Puasa menjadi penyuci jiwa, mendatangkan keridhoan Tuhan, dan mendidik jiwa agar bertakwa kepada Allah pada saat sepi dan ramai, membina kemauan, dan mengajarkan kesabaran dan ketahanan dalam menanggung kesusahan, penderitaan, dan penghindaran syahwat.
Puasa dapat mendidik jiwa untuk bertakwa terwujud dari beberapa aspek, yang terpenting di antaranya berikut ini:
a) Puasa memupuk di dalam jiwa rasa takut kepada Allah Ta’ala pada saat sepi dan ramai, sebab tidak ada yang mengawasi orang yang berpuasa kecuali Tuhannya.
b) Puasa meredakan syahwat dan mengurangi pengaruh dan kendalinya, sehingga ia kembali ke batas normal dan keadaan tenang.
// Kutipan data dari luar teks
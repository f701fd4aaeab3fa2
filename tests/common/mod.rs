//! Common test utilities for VFC integration tests
//!
//! Synthetic streams: a small Exp-Golomb bit writer for parameter sets,
//! NAL unit builders for AVC/HEVC, and helpers to drive a constructor the
//! way a decoder would.

#![allow(dead_code)]

use bytes::Bytes;
use vfc_lib::codec::CodecKind;
use vfc_lib::constructor::{ConstructorConfig, FrameConstructor, LogContext, StreamInfo};

// ============================================================================
// Bit writer
// ============================================================================

/// MSB-first bit writer producing RBSP bytes
#[derive(Debug, Default)]
pub struct BitWriter {
    bytes: Vec<u8>,
    used: u8,
}

impl BitWriter {
    pub fn new() -> Self {
        Self::default()
    }

    pub fn put_bit(&mut self, bit: bool) {
        if self.used == 0 {
            self.bytes.push(0);
        }
        if bit {
            let last = self.bytes.len() - 1;
            self.bytes[last] |= 0x80 >> self.used;
        }
        self.used = (self.used + 1) % 8;
    }

    pub fn put_bits(&mut self, value: u32, n: u32) {
        for i in (0..n).rev() {
            self.put_bit((value >> i) & 1 == 1);
        }
    }

    /// Unsigned Exp-Golomb
    pub fn put_ue(&mut self, value: u32) {
        let v = value + 1;
        let len = 32 - v.leading_zeros();
        self.put_bits(0, len - 1);
        self.put_bits(v, len);
    }

    /// rbsp_trailing_bits, then emulation prevention
    pub fn finish(mut self) -> Vec<u8> {
        self.put_bit(true);
        while self.used != 0 {
            self.put_bit(false);
        }
        escape(&self.bytes)
    }
}

/// Insert emulation prevention bytes
pub fn escape(rbsp: &[u8]) -> Vec<u8> {
    let mut out = Vec::with_capacity(rbsp.len() + rbsp.len() / 64);
    let mut zeros = 0;
    for &b in rbsp {
        if zeros >= 2 && b <= 3 {
            out.push(0x03);
            zeros = 0;
        }
        out.push(b);
        zeros = if b == 0 { zeros + 1 } else { 0 };
    }
    out
}

// ============================================================================
// Annex B assembly
// ============================================================================

/// Join NAL units with four-byte start codes
pub fn annexb(units: &[&[u8]]) -> Vec<u8> {
    join(units, &[0, 0, 0, 1])
}

/// Join NAL units with three-byte start codes
pub fn annexb_short(units: &[&[u8]]) -> Vec<u8> {
    join(units, &[0, 0, 1])
}

fn join(units: &[&[u8]], start_code: &[u8]) -> Vec<u8> {
    let mut out = Vec::new();
    for unit in units {
        out.extend_from_slice(start_code);
        out.extend_from_slice(unit);
    }
    out
}

/// Payload bytes that never form a start code
fn filler(len: usize) -> impl Iterator<Item = u8> {
    (0..len).map(|i| 0xA0 | (i as u8 & 0x0F))
}

// ============================================================================
// AVC
// ============================================================================

/// Baseline SPS for the given display size
pub fn avc_sps(width: u32, height: u32, interlaced: bool) -> Vec<u8> {
    let field_factor = if interlaced { 2 } else { 1 };
    let width_mbs = width.div_ceil(16);
    let map_units = height.div_ceil(16 * field_factor);

    let mut w = BitWriter::new();
    w.put_bits(66, 8); // profile_idc
    w.put_bits(0xC0, 8); // constraint flags
    w.put_bits(31, 8); // level_idc
    w.put_ue(0); // seq_parameter_set_id
    w.put_ue(0); // log2_max_frame_num_minus4
    w.put_ue(0); // pic_order_cnt_type
    w.put_ue(2); // log2_max_pic_order_cnt_lsb_minus4
    w.put_ue(1); // max_num_ref_frames
    w.put_bit(false); // gaps_in_frame_num_value_allowed_flag
    w.put_ue(width_mbs - 1);
    w.put_ue(map_units - 1);
    w.put_bit(!interlaced); // frame_mbs_only_flag
    if interlaced {
        w.put_bit(false); // mb_adaptive_frame_field_flag
    }
    w.put_bit(true); // direct_8x8_inference_flag

    let crop_right = (width_mbs * 16 - width) / 2;
    let crop_bottom = (map_units * 16 * field_factor - height) / (2 * field_factor);
    if crop_right > 0 || crop_bottom > 0 {
        w.put_bit(true);
        w.put_ue(0);
        w.put_ue(crop_right);
        w.put_ue(0);
        w.put_ue(crop_bottom);
    } else {
        w.put_bit(false);
    }
    w.put_bit(false); // vui_parameters_present_flag

    let mut nal = vec![0x67];
    nal.extend(w.finish());
    nal
}

pub fn avc_pps() -> Vec<u8> {
    vec![0x68, 0xCE, 0x3C, 0x80]
}

pub fn avc_sei() -> Vec<u8> {
    vec![0x06, 0x05, 0x01, 0xAA, 0x80]
}

pub fn avc_aud() -> Vec<u8> {
    vec![0x09, 0xF0]
}

/// IDR I slice, first_mb_in_slice 0
pub fn avc_idr(len: usize) -> Vec<u8> {
    let mut nal = vec![0x65, 0x88, 0x84];
    nal.extend(filler(len.saturating_sub(3)));
    nal
}

/// Non-IDR P slice, first_mb_in_slice 0
pub fn avc_p_slice(len: usize) -> Vec<u8> {
    let mut nal = vec![0x41, 0x9A];
    nal.extend(filler(len.saturating_sub(2)));
    nal
}

/// SPS PPS IDR access unit
pub fn avc_keyframe(slice_len: usize) -> Vec<u8> {
    annexb(&[&avc_sps(1280, 720, false), &avc_pps(), &avc_idr(slice_len)])
}

// ============================================================================
// HEVC
// ============================================================================

pub fn hevc_vps() -> Vec<u8> {
    vec![0x40, 0x01, 0x0C, 0x01, 0xFF, 0xFF, 0x01, 0x60]
}

/// Main profile, level 4, 1920x1080
pub fn hevc_sps() -> Vec<u8> {
    vec![
        0x42, 0x01, 0x01, 0x01, 0x60, 0x00, 0x00, 0x03, 0x00, 0x90, 0x00, 0x00, 0x03, 0x00, 0x00,
        0x03, 0x00, 0x78, 0xA0, 0x03, 0xC0, 0x80, 0x11, 0x07, 0xCB, 0x96, 0x5E,
    ]
}

/// Same as [`hevc_sps`] with general_interlaced_source_flag, 1920x540 fields
pub fn hevc_sps_interlaced() -> Vec<u8> {
    vec![
        0x42, 0x01, 0x01, 0x01, 0x60, 0x00, 0x00, 0x03, 0x00, 0x50, 0x00, 0x00, 0x03, 0x00, 0x00,
        0x03, 0x00, 0x78, 0xA0, 0x03, 0xC0, 0x80, 0x22, 0x1F, 0x79, 0x65, 0xE0,
    ]
}

pub fn hevc_pps() -> Vec<u8> {
    vec![0x44, 0x01, 0xC1, 0x72, 0xB4, 0x62, 0x40]
}

/// IDR_W_RADL slice, first in picture
pub fn hevc_idr(len: usize) -> Vec<u8> {
    let mut nal = vec![0x26, 0x01, 0xAF];
    nal.extend(filler(len.saturating_sub(3)));
    nal
}

/// TRAIL_R slice, first in picture
pub fn hevc_trail(len: usize) -> Vec<u8> {
    let mut nal = vec![0x02, 0x01, 0xD0];
    nal.extend(filler(len.saturating_sub(3)));
    nal
}

/// ST 2086 payload: BT.2020 primaries, D65, 1000 / 0.005 nits
pub fn mdcv_payload() -> Vec<u8> {
    let mut p = Vec::new();
    for v in [8500u16, 39850, 6550, 2300, 35400, 14600, 15635, 16450] {
        p.extend_from_slice(&v.to_be_bytes());
    }
    p.extend_from_slice(&10_000_000u32.to_be_bytes());
    p.extend_from_slice(&50u32.to_be_bytes());
    p
}

/// MaxCLL 1000, MaxFALL 400
pub fn cll_payload() -> Vec<u8> {
    vec![0x03, 0xE8, 0x01, 0x90]
}

/// Prefix SEI NAL unit holding the given messages
pub fn hevc_prefix_sei(messages: &[(u32, Vec<u8>)]) -> Vec<u8> {
    let mut rbsp = Vec::new();
    for (payload_type, payload) in messages {
        push_ff_coded(&mut rbsp, *payload_type as usize);
        push_ff_coded(&mut rbsp, payload.len());
        rbsp.extend_from_slice(payload);
    }
    rbsp.push(0x80);

    let mut nal = vec![0x4E, 0x01];
    nal.extend(escape(&rbsp));
    nal
}

fn push_ff_coded(out: &mut Vec<u8>, mut value: usize) {
    while value >= 0xFF {
        out.push(0xFF);
        value -= 0xFF;
    }
    out.push(value as u8);
}

// ============================================================================
// VPx
// ============================================================================

/// VP8 key frame, 16x16
pub fn vp8_key_frame() -> Vec<u8> {
    vec![0x10, 0x02, 0x00, 0x9D, 0x01, 0x2A, 0x10, 0x00, 0x10, 0x00, 0xA1, 0xA2]
}

pub fn vp8_inter_frame() -> Vec<u8> {
    vec![0x31, 0x02, 0x00, 0xAA, 0xBB]
}

/// VP9 profile 0 key frame, 352x288
pub fn vp9_key_frame() -> Vec<u8> {
    vec![0x82, 0x49, 0x83, 0x42, 0x20, 0x15, 0xF0, 0x11, 0xF0, 0x00]
}

pub fn vp9_inter_frame() -> Vec<u8> {
    vec![0x86, 0x00, 0xA5]
}

/// Wrap frames in an IVF file
pub fn ivf(fourcc: &[u8; 4], frames: &[Vec<u8>]) -> Vec<u8> {
    let mut out = vec![0u8; 32];
    out[..4].copy_from_slice(b"DKIF");
    out[6..8].copy_from_slice(&32u16.to_le_bytes());
    out[8..12].copy_from_slice(fourcc);
    out[16..20].copy_from_slice(&30u32.to_le_bytes());
    out[20..24].copy_from_slice(&1u32.to_le_bytes());
    out[24..28].copy_from_slice(&(frames.len() as u32).to_le_bytes());
    for (pts, frame) in frames.iter().enumerate() {
        out.extend_from_slice(&(frame.len() as u32).to_le_bytes());
        out.extend_from_slice(&(pts as u64).to_le_bytes());
        out.extend_from_slice(frame);
    }
    out
}

// ============================================================================
// Constructor helpers
// ============================================================================

/// Initialized constructor with a small internal buffer and no logging
pub fn constructor(kind: CodecKind) -> FrameConstructor {
    constructor_with(kind, test_config())
}

pub fn constructor_with(kind: CodecKind, config: ConstructorConfig) -> FrameConstructor {
    let mut fc = FrameConstructor::new(kind, config, LogContext::disabled());
    fc.init(StreamInfo::default())
        .expect("Failed to initialize constructor");
    fc
}

pub fn test_config() -> ConstructorConfig {
    ConstructorConfig {
        initial_buffer_size: 256,
        ..Default::default()
    }
}

/// Take whatever is exposed, consume all of it and unload
pub fn take_all(fc: &mut FrameConstructor) -> Option<Vec<u8>> {
    let data = fc.bitstream().map(|bst| {
        let data = bst.data().to_vec();
        let len = bst.data_length();
        bst.consume(len).expect("consume within window");
        data
    });
    fc.unload().expect("unload");
    data
}

pub fn load_frame(fc: &mut FrameConstructor, data: &[u8], pts: i64) {
    fc.load(Bytes::copy_from_slice(data), pts, false, true)
        .expect("Failed to load frame");
}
c) Puasa memunculkan perasaan yang peka dan melahirkan rasa kasih sayang yang mendorong seseorang untuk memberi.
d) Puasa merealisasikan konsep persamaan antara si kaya dan si miskin, anatara orang terpandang dan rakyat biasa, dalam pelaksanaan satu kewajiban yang sama.
e) Puasa membiasakan kedisiplinan dalam penghidupan, pengekangan kehendak dalam tempo antara waktu sahur dan berbuka dalam satu waktu.
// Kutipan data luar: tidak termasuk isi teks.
//! Frame constructor benchmarks
//!
//! Zero-copy delivery, split-frame accumulation, start code scanning and
//! header removal on synthetic AVC streams.

use bytes::Bytes;
use criterion::{black_box, criterion_group, criterion_main, BenchmarkId, Criterion, Throughput};
use vfc_lib::codec::startcode::iter_nals;
use vfc_lib::codec::CodecKind;
use vfc_lib::constructor::{ConstructorConfig, FrameConstructor, LogContext, StreamInfo};
use vfc_lib::{remove_headers, Bitstream};

/// Baseline SPS, 1280x720
const SPS: [u8; 9] = [0x67, 0x42, 0xC0, 0x1F, 0xED, 0x00, 0xA0, 0x0B, 0x72];
const PPS: [u8; 4] = [0x68, 0xCE, 0x3C, 0x80];

fn annexb(units: &[&[u8]]) -> Vec<u8> {
    let mut out = Vec::new();
    for unit in units {
        out.extend_from_slice(&[0, 0, 0, 1]);
        out.extend_from_slice(unit);
    }
    out
}

fn slice(header: &[u8], len: usize) -> Vec<u8> {
    let mut nal = header.to_vec();
    nal.extend((header.len()..len).map(|i| 0xA0 | (i as u8 & 0x0F)));
    nal
}

fn keyframe(len: usize) -> Vec<u8> {
    annexb(&[&SPS, &PPS, &slice(&[0x65, 0x88, 0x84], len)])
}

fn p_frame(len: usize) -> Vec<u8> {
    annexb(&[&slice(&[0x41, 0x9A], len)])
}

/// Constructor that has already delivered a keyframe
fn primed_constructor() -> FrameConstructor {
    let mut fc = FrameConstructor::new(
        CodecKind::Avc,
        ConstructorConfig::default(),
        LogContext::disabled(),
    );
    fc.init(StreamInfo::default())
        .expect("Failed to initialize constructor");
    fc.load(Bytes::from(keyframe(1024)), 0, false, true)
        .expect("Failed to load keyframe");
    drain(&mut fc);
    fc
}

fn drain(fc: &mut FrameConstructor) {
    if let Some(bst) = fc.bitstream() {
        let len = bst.data_length();
        black_box(bst.data());
        bst.consume(len).expect("Failed to consume");
    }
    fc.unload().expect("Failed to unload");
}

/// Whole access units handed out without copying
fn bench_zero_copy_delivery(c: &mut Criterion) {
    let mut group = c.benchmark_group("zero_copy_delivery");

    for &size in &[4 * 1024, 64 * 1024, 512 * 1024] {
        let frame = Bytes::from(p_frame(size));
        group.throughput(Throughput::Bytes(frame.len() as u64));

        group.bench_with_input(BenchmarkId::from_parameter(size), &frame, |b, frame| {
            let mut fc = primed_constructor();
            b.iter(|| {
                fc.load(frame.clone(), 0, false, true)
                    .expect("Failed to load");
                drain(&mut fc);
            });
        });
    }

    group.finish();
}

/// Access units arriving in transport-sized pieces
fn bench_chunked_accumulation(c: &mut Criterion) {
    let mut group = c.benchmark_group("chunked_accumulation");

    let frame = Bytes::from(p_frame(256 * 1024));
    group.throughput(Throughput::Bytes(frame.len() as u64));

    for &chunk in &[188usize, 1400, 16 * 1024] {
        group.bench_with_input(BenchmarkId::from_parameter(chunk), &chunk, |b, &chunk| {
            let mut fc = primed_constructor();
            b.iter(|| {
                let mut pos = 0;
                while pos < frame.len() {
                    let end = (pos + chunk).min(frame.len());
                    fc.load(frame.slice(pos..end), 0, false, end == frame.len())
                        .expect("Failed to load");
                    drain(&mut fc);
                    pos = end;
                }
            });
        });
    }

    group.finish();
}

/// Start code scanning over a stream of small NAL units
fn bench_start_code_scan(c: &mut Criterion) {
    let mut group = c.benchmark_group("start_code_scan");

    let data: Vec<u8> = (0..4096).flat_map(|_| p_frame(250)).collect();
    group.throughput(Throughput::Bytes(data.len() as u64));

    group.bench_function("iter_nals", |b| {
        b.iter(|| iter_nals(black_box(&data)).count());
    });

    group.finish();
}

/// Parameter set removal in front of an IDR slice
fn bench_remove_headers(c: &mut Criterion) {
    let mut group = c.benchmark_group("remove_headers");

    let au = keyframe(64 * 1024);
    group.throughput(Throughput::Bytes(au.len() as u64));

    let borrowed = Bytes::from(au.clone());
    group.bench_function("borrowed", |b| {
        b.iter(|| {
            let mut bst = Bitstream::borrowed(borrowed.clone());
            remove_headers(&mut bst, CodecKind::Avc).expect("Failed to remove headers");
            black_box(bst.data_length())
        });
    });

    group.bench_function("owned", |b| {
        b.iter(|| {
            let mut bst = Bitstream::owned(au.clone());
            remove_headers(&mut bst, CodecKind::Avc).expect("Failed to remove headers");
            black_box(bst.data_length())
        });
    });

    group.finish();
}

criterion_group!(
    benches,
    bench_zero_copy_delivery,
    bench_chunked_accumulation,
    bench_start_code_scan,
    bench_remove_headers,
);

criterion_main!(benches);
f) Puasa memperbarui struktur fisik, menguatkan kesehatan.
e. Fiqh kehidupan atau hukum-hukum
Ayat ini mengandung beberapa hukum, di antaranya:
a) Puasa punya keutamaan dan pahala yang besar.
b) Puasa mempersiapkan jiwa untuk ketakwaan.
2. Surah al-Baqarah (2) : 187
أُحِلَّ لَكُمْ لَيْلَةَ الصِّيَامِ الرَّفَثُ إِلَىٰ نِسَائِكُمْ ۚ هُنَّ لِبَاسٌ لَكُمْ وَأَنْتُمْ لِبَاسٌ لَهُنَّ ۗ عَلِمَ اللَّهُ أَنَّكُمْ كُنْتُمْ تَخْتَانُونَ أَنْفُسَكُمْ فَتَابَ عَلَيْكُمْ وَعَفَا عَنْكُمْ ۖ فَالْآنَ بَاشِرُوهُنَّ وَابْتَغُوا مَا كَتَبَ اللَّهُ لَكُمْ ۚ وَكُلُوا وَاشْرَبُوا حَتَّىٰ يَتَبَيَّنَ لَكُمُ الْخَيْطُ الْأَبْيَضُ مِنَ الْخَيْطِ الْأَسْوَدِ مِنَ الْفَجْرِ ۖ ثُمَّ أَتِمُّوا الصِّيَامَ إِلَى اللَّيْلِ ۚ وَلَا تُبَاشِرُوهُنَّ وَأَنْتُمْ عَاكِفُونَ فِي الْمَسَاجِدِ ۗ تِلْكَ حُدُودُ اللَّهِ فَلَا تَقْرَبُوهَا ۗ كَذَٰلِكَ يُبَيِّنُ اللَّهُ آيَاتِهِ لِلنَّاسِ لَعَلَّهُمْ يَتَّقُونَ
“Dihalalkan bagimu pada malam hari puasa bercampur dengan istrimu. Mereka adalah pakaian bagimu, dan kamu adalah pakaian bagi mereka. Allah mengetahui bahwa kamu tidak dapat menahan dirimu sendiri, tetapi Dia menerima taubatmu dan memaafkan kamu. Maka sekarang campurilah mereka dan carilah apa yang telah ditetapkan Allah bagimu. Makan dan minumlah hingga jelas bagimu (perbedaan) antara benang putih dan benang hitam, yaitu fajar. Kemudian sempurnakanlah puasa sampai (datang) malam. Tetapi jangan kamu campuri mereka, ketika kamu beri’tikaf dalam masjid. Itulah ketentuan Allah, maka janganlah kamu mendekatinya. Demikianlah Allah menerangkan ayat-ayat-Nya kepada manusia, agar mereka bertakwa.”
a. Qiraa’aat
( فالان ) dibaca ( فالان ) oleh Warsy.
b. I’raab
(أُحِلَّ لَكُمْ لَيْلَةَ الصِّيَامِ) kata lailata berkedudukan manshuub sebagai zharf; ‘aamil yang menashabkannya adalah (أُحِلَّ).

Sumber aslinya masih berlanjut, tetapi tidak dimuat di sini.